Dans sa série de photographies devenue culte, La Magie du succès, présentée en solo en 1986 au Musée d’art moderne de la Ville de Paris, Philipe Cazal jouait déjà avec l’art bling-bling et la notoriété paillette. Il s’y mettait en scène au côté de ravissantes top models tenant une flûte de champagne à la main. Un autre verre rempli de bulles figure au premier plan de cette composition digne d’un reportage de mode pour magazine sur papier glacé. Ou l’image de la réussite sociale de l’artiste comme nouveau graal. Exit la bohème. Un constat fracassant dénoncé avec une ironie cinglante pas toujours bien pris par le milieu de l’art, qui s’est senti visé. Il déclare alors : « Le verre à champagne est l’indispensable accessoire de l’imagerie artistique contemporaine, symbole de luxe, d’instant brillant et d’éphémère. » Le plasticien disposera également cette flûte à l’architecture pure dans plusieurs séries de « modèles sculptures » inspirés du minimalisme et du suprématisme. Placé entre deux solides volumes, cet élément transparent et fragile apporte une perturbation festive dans l’ordonnancement rectiligne d’un art rigoriste. Une manière de réintroduire de l’humain ? : « Cette flûte, dit-il, fait partie de mon histoire personnelle et artistique, mais aussi de l’histoire collective. Tout le monde, riche ou pauvre, a bu du champagne, bon ou mauvais, un jour dans sa vie à l’occasion d’un moment de partage. Mais le même champagne n’a pas le même goût si on le boit dans un gobelet en plastique avec les collègues de bureau ou dans une flûte en verre avec ses amis. »
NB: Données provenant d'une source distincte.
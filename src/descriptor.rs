//! The per-file descriptor (spec.md §3, §6): lives inside the archive
//! header (for the two pinned meta-files) or inside the filesystem index
//! (for user files). CBOR map keys follow §6's `file_descriptor` layout
//! exactly, field-for-field.

use serde::{Deserialize, Serialize};
use serde_bytes::ByteBuf;
use uuid::Uuid;

use crate::error::{Error, Result, VefsError};

#[derive(Debug, Clone, PartialEq, Eq)]
pub struct RootInfo {
    pub sector: u64,
    pub mac: [u8; 16],
    pub depth: u8,
    pub maximum_extent: u64,
}

#[derive(Debug, Clone, PartialEq, Eq)]
pub struct FileDescriptor {
    pub file_id: Uuid,
    pub path: String,
    pub secret: [u8; 32],
    pub secret_counter: [u8; 16],
    pub root: RootInfo,
    pub modification_time: i64,
}

impl FileDescriptor {
    pub fn maximum_extent(&self) -> u64 {
        self.root.maximum_extent
    }

    pub fn tree_depth(&self) -> u8 {
        self.root.depth
    }
}

/// Wire shape: CBOR map `{1..9}` per spec.md §6. `ciborium` round-trips
/// Rust structs through serde; we key the map explicitly via a parallel
/// wire struct rather than relying on field order, since spec.md pins
/// specific integer keys.
#[derive(Serialize, Deserialize)]
struct Wire {
    #[serde(rename = "1")]
    file_id: ByteBuf,
    #[serde(rename = "2")]
    path: String,
    #[serde(rename = "3")]
    secret: ByteBuf,
    #[serde(rename = "4")]
    secret_counter: ByteBuf,
    #[serde(rename = "5")]
    root_sector: u64,
    #[serde(rename = "6")]
    root_mac: ByteBuf,
    #[serde(rename = "7")]
    maximum_extent: u64,
    #[serde(rename = "8")]
    tree_depth: u8,
    #[serde(rename = "9")]
    modification_time: i64,
}

fn malformed() -> Error {
    Error::from(VefsError::CorruptIndexEntry)
}

impl FileDescriptor {
    pub fn encode_cbor(&self) -> Result<Vec<u8>> {
        let wire = Wire {
            file_id: ByteBuf::from(self.file_id.as_bytes().to_vec()),
            path: self.path.clone(),
            secret: ByteBuf::from(self.secret.to_vec()),
            secret_counter: ByteBuf::from(self.secret_counter.to_vec()),
            root_sector: self.root.sector,
            root_mac: ByteBuf::from(self.root.mac.to_vec()),
            maximum_extent: self.root.maximum_extent,
            tree_depth: self.root.depth,
            modification_time: self.modification_time,
        };
        let mut out = Vec::new();
        ciborium::into_writer(&wire, &mut out).map_err(|_| malformed())?;
        Ok(out)
    }

    pub fn decode_cbor(bytes: &[u8]) -> Result<Self> {
        let wire: Wire = ciborium::from_reader(bytes).map_err(|_| malformed())?;
        if wire.file_id.len() != 16 || wire.secret.len() != 32 || wire.secret_counter.len() != 16 || wire.root_mac.len() != 16 {
            return Err(malformed());
        }
        if wire.tree_depth > crate::tree::position::MAX_DEPTH {
            return Err(malformed());
        }
        let file_id = Uuid::from_slice(&wire.file_id).map_err(|_| malformed())?;
        let mut secret = [0u8; 32];
        secret.copy_from_slice(&wire.secret);
        let mut secret_counter = [0u8; 16];
        secret_counter.copy_from_slice(&wire.secret_counter);
        let mut root_mac = [0u8; 16];
        root_mac.copy_from_slice(&wire.root_mac);
        Ok(FileDescriptor {
            file_id,
            path: wire.path,
            secret,
            secret_counter,
            root: RootInfo { sector: wire.root_sector, mac: root_mac, depth: wire.tree_depth, maximum_extent: wire.maximum_extent },
            modification_time: wire.modification_time,
        })
    }
}

#[cfg(test)]
mod tests {
    use super::*;

    fn sample() -> FileDescriptor {
        FileDescriptor {
            file_id: Uuid::nil(),
            path: "/hello".into(),
            secret: [3u8; 32],
            secret_counter: [4u8; 16],
            root: RootInfo { sector: 9, mac: [5u8; 16], depth: 2, maximum_extent: 123 },
            modification_time: 1_700_000_000,
        }
    }

    #[test]
    fn round_trips() {
        let fd = sample();
        let encoded = fd.encode_cbor().unwrap();
        let decoded = FileDescriptor::decode_cbor(&encoded).unwrap();
        assert_eq!(decoded, fd);
    }

    #[test]
    fn rejects_depth_beyond_max() {
        let mut fd = sample();
        fd.root.depth = crate::tree::position::MAX_DEPTH + 1;
        let encoded = fd.encode_cbor().unwrap();
        assert!(FileDescriptor::decode_cbor(&encoded).is_err());
    }
}
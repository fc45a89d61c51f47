//! Watch command: keep a gate mounted, navigate from stdin, print changes

use anyhow::Result;
use chrono::Local;
use colored::Colorize;
use mealgate_core::{GateState, NavigationEvent, Navigator};
use std::io::BufRead;
use std::sync::atomic::{AtomicBool, Ordering};
use std::sync::Arc;
use std::time::Duration;

use crate::host::Host;
use crate::output::terminal::{format_gate_state, format_user_state};

pub fn run(host: &Host, path: &str) -> Result<()> {
    eprintln!(
        "{}",
        format!("  mealgate v{}, watch mode", mealgate_core::VERSION).bold()
    );
    eprintln!(
        "  {}",
        format!(
            "Polling every {}s. Type a path to navigate. (Ctrl-C to stop)",
            host.options().poll_interval.as_secs()
        )
        .dimmed()
    );
    eprintln!();

    let gate = host.mount(path);
    if let Some(redirect) = gate.redirect() {
        eprintln!("  {} {}", "Not signed in, redirect to".yellow(), redirect);
    }

    // ── Navigation from stdin ──────────────────────────────────
    let navigator = Arc::new(Navigator::new());
    let subscription = navigator.subscribe(gate.navigation_listener());
    let input = Arc::clone(&navigator);
    std::thread::spawn(move || {
        for line in std::io::stdin().lock().lines() {
            let Ok(line) = line else { break };
            let line = line.trim();
            if !line.is_empty() {
                input.emit(NavigationEvent::Push(line.to_string()));
            }
        }
    });

    // ── Ctrl-C handler ─────────────────────────────────────────
    let running = Arc::new(AtomicBool::new(true));
    let r = running.clone();
    ctrlc::set_handler(move || {
        r.store(false, Ordering::SeqCst);
    })?;

    // ── Event loop ─────────────────────────────────────────────
    let mut last: Option<(String, GateState, u64)> = None;
    while running.load(Ordering::SeqCst) {
        let seen = gate.refresh_count();
        gate.wait_for_refreshes(seen + 1, Duration::from_millis(200));

        let current = (gate.path(), gate.state(), gate.refresh_count());
        if last.as_ref() != Some(&current) {
            let user_state = gate
                .snapshot()
                .map(|s| format_user_state(s.value().user_state))
                .unwrap_or_else(|| "-".dimmed().to_string());
            eprintln!(
                "  {} {} {} {}",
                Local::now().format("%H:%M:%S").to_string().dimmed(),
                current.0.bold(),
                format_gate_state(current.1),
                user_state
            );
            last = Some(current);
        }
    }

    navigator.unsubscribe(subscription);
    gate.unmount();
    eprintln!();
    eprintln!("  {}", "Stopped watching.".bold());
    Ok(())
}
Justement, cette flûte, qu’est-elle devenue ? : « Elle a été éditée, il y a quelques années, par le centre d’art Le Magasin à Grenoble. Y figure dessus mon logo-signature réalisé, à ma demande, par l’agence parisienne Minium. Deux mille visiteurs ont reçu un bon en échange d’un verre à champagne. Ils croyaient qu’ils étaient invités à venir boire un coup. En fait, ils recevaient une boîte avec le verre ainsi siglé. Trois mille autres verres destinés à la vente étaient packagés par lots de quatre. » Au demeurant, la flûte à champagne vient de refaire son apparition dans la toute dernière série de photographies « Dans l’atelier » que l’artiste a réalisée cette année, et où il se met en scène dans son studio à l’aspect clinique et froid, à l’ordinateur, mais au milieu de modèles nus. On aperçoit l’objet fétiche, dans un coin, un peu en retrait. Il n’est plus en vedette. Mais il reste un point de repère. 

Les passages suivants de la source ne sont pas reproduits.